** GIVEN RECORDS follows **
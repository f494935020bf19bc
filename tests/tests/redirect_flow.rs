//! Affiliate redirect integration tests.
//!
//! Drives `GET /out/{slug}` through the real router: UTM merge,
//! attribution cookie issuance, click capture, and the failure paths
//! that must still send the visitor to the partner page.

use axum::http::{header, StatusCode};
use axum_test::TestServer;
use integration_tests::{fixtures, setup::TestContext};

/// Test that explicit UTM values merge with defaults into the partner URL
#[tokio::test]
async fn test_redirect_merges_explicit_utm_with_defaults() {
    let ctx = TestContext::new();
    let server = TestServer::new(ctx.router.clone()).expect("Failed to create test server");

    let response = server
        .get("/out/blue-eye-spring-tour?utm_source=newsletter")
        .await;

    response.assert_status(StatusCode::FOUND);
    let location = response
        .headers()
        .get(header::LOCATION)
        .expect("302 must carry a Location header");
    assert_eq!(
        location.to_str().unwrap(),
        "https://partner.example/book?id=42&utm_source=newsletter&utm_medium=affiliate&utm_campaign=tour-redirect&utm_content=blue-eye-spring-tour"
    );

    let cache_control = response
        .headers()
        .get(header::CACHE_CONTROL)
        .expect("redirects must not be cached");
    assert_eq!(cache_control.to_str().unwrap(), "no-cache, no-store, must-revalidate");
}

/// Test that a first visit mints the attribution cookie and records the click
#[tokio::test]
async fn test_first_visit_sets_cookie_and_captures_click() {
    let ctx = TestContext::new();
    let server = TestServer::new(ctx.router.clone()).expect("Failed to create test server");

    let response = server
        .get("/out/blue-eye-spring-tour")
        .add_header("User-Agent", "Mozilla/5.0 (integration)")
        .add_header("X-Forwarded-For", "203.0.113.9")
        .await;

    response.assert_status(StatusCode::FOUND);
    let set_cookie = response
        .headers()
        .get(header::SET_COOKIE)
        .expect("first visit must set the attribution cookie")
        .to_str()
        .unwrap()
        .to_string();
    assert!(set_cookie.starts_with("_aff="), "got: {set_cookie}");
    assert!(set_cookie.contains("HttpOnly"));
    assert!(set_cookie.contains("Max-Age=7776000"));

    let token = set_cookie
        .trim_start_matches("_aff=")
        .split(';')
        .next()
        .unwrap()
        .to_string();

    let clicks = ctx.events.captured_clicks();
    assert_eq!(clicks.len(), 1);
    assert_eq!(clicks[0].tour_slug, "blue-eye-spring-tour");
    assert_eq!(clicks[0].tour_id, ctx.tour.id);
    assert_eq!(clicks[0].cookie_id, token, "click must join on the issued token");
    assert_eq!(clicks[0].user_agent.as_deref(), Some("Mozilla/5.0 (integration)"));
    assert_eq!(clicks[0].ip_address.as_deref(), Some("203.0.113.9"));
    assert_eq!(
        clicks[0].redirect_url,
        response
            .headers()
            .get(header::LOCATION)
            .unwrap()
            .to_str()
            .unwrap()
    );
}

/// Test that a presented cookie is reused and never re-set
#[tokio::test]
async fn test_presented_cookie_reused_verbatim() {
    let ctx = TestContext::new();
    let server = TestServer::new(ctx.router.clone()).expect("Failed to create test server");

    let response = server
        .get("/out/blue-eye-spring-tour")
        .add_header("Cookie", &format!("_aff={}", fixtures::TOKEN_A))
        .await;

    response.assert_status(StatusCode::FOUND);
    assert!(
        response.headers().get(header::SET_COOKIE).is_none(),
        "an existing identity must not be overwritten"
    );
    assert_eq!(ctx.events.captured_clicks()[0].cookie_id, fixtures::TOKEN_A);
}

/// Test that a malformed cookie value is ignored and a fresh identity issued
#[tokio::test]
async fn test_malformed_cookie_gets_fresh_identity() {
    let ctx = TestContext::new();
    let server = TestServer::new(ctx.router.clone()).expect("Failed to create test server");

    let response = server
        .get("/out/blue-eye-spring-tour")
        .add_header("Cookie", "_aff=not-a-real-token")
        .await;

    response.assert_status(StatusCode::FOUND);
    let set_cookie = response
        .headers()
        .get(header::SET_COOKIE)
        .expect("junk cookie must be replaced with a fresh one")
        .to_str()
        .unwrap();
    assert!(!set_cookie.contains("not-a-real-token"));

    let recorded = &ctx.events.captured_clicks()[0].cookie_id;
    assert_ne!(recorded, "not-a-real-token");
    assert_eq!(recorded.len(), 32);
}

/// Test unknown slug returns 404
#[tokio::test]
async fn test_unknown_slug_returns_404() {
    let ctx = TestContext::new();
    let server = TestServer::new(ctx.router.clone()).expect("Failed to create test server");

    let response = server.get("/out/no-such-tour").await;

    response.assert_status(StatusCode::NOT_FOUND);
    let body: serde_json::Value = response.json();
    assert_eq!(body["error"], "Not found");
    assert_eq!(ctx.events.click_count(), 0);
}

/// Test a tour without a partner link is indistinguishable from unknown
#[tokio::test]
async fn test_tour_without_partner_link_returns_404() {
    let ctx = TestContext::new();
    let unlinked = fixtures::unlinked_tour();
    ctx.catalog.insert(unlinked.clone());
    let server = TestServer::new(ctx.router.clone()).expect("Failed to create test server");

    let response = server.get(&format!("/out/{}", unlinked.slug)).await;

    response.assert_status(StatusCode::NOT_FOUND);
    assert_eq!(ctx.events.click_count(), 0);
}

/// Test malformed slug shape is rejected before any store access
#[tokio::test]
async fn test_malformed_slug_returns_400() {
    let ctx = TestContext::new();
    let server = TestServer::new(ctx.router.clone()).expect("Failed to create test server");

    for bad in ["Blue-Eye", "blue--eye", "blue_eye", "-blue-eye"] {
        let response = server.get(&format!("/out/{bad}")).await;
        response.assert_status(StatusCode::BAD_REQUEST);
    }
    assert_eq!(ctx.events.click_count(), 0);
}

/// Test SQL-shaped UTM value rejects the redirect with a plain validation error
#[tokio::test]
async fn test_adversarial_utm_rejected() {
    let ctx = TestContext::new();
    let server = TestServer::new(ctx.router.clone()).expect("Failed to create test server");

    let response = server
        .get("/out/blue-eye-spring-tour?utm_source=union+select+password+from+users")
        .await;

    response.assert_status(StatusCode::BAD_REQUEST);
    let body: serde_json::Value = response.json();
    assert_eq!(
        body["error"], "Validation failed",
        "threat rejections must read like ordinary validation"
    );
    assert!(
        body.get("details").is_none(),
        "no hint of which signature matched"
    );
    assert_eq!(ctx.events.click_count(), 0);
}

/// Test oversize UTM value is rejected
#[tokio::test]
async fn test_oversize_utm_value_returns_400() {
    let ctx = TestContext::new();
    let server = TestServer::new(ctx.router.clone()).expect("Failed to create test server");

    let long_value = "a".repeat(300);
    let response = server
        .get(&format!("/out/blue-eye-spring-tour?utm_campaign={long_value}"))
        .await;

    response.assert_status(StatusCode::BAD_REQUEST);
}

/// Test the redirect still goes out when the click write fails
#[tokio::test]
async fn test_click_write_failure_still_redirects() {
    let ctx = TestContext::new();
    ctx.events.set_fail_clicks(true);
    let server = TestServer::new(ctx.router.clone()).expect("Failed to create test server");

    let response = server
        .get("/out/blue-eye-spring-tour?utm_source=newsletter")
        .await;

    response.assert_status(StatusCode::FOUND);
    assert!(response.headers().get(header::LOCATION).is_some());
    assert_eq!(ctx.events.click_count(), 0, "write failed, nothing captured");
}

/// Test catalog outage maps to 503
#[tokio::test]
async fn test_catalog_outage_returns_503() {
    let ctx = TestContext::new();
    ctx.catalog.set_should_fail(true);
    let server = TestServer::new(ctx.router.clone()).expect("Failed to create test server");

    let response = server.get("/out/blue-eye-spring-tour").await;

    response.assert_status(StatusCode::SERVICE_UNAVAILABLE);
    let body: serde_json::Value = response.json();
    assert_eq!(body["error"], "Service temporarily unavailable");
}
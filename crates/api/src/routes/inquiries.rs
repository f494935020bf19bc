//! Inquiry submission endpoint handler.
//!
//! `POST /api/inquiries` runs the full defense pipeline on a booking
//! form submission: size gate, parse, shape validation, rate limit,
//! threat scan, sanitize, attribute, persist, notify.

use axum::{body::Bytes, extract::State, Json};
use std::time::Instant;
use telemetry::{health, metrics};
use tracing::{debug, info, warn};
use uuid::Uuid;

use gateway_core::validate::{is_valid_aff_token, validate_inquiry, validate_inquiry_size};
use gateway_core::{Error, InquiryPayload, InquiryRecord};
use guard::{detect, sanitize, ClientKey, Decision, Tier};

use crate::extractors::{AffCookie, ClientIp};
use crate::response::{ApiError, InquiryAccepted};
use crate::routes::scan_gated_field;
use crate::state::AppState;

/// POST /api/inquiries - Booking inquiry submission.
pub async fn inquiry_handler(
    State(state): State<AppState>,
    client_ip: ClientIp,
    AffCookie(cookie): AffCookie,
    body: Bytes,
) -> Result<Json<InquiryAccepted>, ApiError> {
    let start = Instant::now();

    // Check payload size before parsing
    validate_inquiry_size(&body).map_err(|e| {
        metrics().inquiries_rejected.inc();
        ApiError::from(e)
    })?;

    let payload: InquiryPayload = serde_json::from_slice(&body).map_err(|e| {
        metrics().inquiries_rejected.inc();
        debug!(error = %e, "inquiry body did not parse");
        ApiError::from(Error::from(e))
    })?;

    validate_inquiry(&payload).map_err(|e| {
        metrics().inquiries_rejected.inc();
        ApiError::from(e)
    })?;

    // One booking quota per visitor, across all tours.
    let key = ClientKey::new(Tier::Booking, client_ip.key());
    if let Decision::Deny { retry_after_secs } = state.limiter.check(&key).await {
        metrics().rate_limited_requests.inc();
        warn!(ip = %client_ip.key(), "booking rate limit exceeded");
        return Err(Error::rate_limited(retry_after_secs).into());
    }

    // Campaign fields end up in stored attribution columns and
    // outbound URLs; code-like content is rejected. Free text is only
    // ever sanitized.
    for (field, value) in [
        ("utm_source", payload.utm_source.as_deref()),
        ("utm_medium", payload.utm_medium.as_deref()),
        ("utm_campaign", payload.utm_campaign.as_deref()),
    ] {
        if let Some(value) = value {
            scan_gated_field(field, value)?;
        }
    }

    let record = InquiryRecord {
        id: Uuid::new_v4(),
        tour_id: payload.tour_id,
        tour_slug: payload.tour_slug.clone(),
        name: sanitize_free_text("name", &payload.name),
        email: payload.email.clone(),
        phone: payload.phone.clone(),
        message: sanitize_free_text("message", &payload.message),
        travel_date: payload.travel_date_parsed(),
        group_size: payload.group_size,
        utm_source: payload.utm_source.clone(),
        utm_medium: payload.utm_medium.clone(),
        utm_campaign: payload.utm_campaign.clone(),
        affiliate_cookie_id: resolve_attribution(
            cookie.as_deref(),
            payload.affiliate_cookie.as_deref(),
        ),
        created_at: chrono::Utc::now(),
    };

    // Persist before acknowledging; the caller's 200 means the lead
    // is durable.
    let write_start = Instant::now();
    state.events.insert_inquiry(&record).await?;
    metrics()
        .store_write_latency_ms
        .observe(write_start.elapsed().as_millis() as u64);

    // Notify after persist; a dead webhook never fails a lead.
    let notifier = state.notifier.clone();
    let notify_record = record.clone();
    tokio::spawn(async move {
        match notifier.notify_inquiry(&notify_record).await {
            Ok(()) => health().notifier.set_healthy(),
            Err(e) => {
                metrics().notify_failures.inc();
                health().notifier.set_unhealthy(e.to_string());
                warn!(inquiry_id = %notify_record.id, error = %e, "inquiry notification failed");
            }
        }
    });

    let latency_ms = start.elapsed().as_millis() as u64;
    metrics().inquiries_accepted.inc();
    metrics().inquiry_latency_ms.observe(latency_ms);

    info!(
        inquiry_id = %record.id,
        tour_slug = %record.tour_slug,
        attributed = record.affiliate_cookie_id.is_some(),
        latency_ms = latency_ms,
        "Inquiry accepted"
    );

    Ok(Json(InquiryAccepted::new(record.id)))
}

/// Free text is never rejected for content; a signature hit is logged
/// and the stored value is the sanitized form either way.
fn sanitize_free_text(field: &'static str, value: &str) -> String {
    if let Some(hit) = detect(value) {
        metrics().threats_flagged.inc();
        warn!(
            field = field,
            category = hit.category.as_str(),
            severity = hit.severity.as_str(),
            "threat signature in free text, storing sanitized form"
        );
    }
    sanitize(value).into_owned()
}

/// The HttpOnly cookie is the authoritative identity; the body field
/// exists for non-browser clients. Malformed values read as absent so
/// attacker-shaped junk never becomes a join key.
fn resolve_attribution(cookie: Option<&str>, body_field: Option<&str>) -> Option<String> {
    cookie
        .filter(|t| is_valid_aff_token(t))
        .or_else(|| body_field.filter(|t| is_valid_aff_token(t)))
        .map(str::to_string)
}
** End of GIVEN RECORDS **
_WHAT TO DO_
Return only the part of the records above that opens with the line containing "rejections must read" and closes with the line containing "maps to 503", ends included.

_RESPONSE TO THIS EXERCISE_
        "threat rejections must read like ordinary validation"
    );
    assert!(
        body.get("details").is_none(),
        "no hint of which signature matched"
    );
    assert_eq!(ctx.events.click_count(), 0);
}

/// Test oversize UTM value is rejected
#[tokio::test]
async fn test_oversize_utm_value_returns_400() {
    let ctx = TestContext::new();
    let server = TestServer::new(ctx.router.clone()).expect("Failed to create test server");

    let long_value = "a".repeat(300);
    let response = server
        .get(&format!("/out/blue-eye-spring-tour?utm_campaign={long_value}"))
        .await;

    response.assert_status(StatusCode::BAD_REQUEST);
}

/// Test the redirect still goes out when the click write fails
#[tokio::test]
async fn test_click_write_failure_still_redirects() {
    let ctx = TestContext::new();
    ctx.events.set_fail_clicks(true);
    let server = TestServer::new(ctx.router.clone()).expect("Failed to create test server");

    let response = server
        .get("/out/blue-eye-spring-tour?utm_source=newsletter")
        .await;

    response.assert_status(StatusCode::FOUND);
    assert!(response.headers().get(header::LOCATION).is_some());
    assert_eq!(ctx.events.click_count(), 0, "write failed, nothing captured");
}

/// Test catalog outage maps to 503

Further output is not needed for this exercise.